:: Exercise objective ::
Set out exactly, line by line, the stretch of data below that begins at the line containing "self.get(L4Index::from(va).as_usize())" and ends at the line containing "works before the", with both ends kept.

Stored items
☆ ☆ ☆ ☆

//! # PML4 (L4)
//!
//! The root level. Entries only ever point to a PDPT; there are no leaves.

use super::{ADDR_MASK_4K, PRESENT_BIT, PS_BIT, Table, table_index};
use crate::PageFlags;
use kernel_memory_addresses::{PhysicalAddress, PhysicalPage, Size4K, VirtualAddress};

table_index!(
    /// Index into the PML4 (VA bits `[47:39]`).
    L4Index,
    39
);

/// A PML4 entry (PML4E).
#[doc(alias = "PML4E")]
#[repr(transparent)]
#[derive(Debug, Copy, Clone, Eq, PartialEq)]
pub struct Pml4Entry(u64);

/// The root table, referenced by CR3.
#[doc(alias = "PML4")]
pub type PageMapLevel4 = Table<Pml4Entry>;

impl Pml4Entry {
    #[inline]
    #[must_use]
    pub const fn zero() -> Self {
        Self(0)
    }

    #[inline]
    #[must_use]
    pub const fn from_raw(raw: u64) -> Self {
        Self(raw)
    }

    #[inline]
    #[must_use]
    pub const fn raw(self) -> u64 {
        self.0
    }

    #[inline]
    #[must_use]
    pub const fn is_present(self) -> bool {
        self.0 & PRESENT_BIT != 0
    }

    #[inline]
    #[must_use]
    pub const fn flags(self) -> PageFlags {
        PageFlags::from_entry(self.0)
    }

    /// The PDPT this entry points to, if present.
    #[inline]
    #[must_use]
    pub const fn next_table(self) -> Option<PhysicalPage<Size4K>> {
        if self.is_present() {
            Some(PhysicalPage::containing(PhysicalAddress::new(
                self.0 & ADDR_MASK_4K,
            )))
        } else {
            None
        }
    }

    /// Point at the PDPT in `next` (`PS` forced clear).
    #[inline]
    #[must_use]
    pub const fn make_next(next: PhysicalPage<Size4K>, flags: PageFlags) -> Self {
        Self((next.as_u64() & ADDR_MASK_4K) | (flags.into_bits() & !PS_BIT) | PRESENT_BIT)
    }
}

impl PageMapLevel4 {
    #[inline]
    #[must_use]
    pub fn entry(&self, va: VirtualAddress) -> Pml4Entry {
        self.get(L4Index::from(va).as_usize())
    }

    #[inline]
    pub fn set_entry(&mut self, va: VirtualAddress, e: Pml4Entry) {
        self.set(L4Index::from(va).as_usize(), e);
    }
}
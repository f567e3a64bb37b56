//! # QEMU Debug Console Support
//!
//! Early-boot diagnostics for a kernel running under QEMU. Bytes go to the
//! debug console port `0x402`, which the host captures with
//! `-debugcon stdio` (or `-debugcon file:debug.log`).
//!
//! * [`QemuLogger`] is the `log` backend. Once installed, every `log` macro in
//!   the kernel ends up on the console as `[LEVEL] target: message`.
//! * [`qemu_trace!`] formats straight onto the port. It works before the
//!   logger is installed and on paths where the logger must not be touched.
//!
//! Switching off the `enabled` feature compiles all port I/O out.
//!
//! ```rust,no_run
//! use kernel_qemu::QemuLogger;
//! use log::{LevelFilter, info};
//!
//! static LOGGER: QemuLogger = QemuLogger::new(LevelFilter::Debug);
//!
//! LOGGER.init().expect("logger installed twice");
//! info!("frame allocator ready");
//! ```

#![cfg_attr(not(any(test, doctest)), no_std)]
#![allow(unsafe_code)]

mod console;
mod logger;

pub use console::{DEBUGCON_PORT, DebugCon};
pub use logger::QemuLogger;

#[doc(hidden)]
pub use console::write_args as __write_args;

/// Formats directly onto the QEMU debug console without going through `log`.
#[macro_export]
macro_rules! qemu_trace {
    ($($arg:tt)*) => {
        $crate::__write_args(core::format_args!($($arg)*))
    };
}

☆ ☆ ☆ ☆

:: Answer area ::
        self.get(L4Index::from(va).as_usize())
    }

    #[inline]
    pub fn set_entry(&mut self, va: VirtualAddress, e: Pml4Entry) {
        self.set(L4Index::from(va).as_usize(), e);
    }
}
repository f567e3a64bb37b56
//! # QEMU Debug Console Support
//!
//! Early-boot diagnostics for a kernel running under QEMU. Bytes go to the
//! debug console port `0x402`, which the host captures with
//! `-debugcon stdio` (or `-debugcon file:debug.log`).
//!
//! * [`QemuLogger`] is the `log` backend. Once installed, every `log` macro in
//!   the kernel ends up on the console as `[LEVEL] target: message`.
//! * [`qemu_trace!`] formats straight onto the port. It works before the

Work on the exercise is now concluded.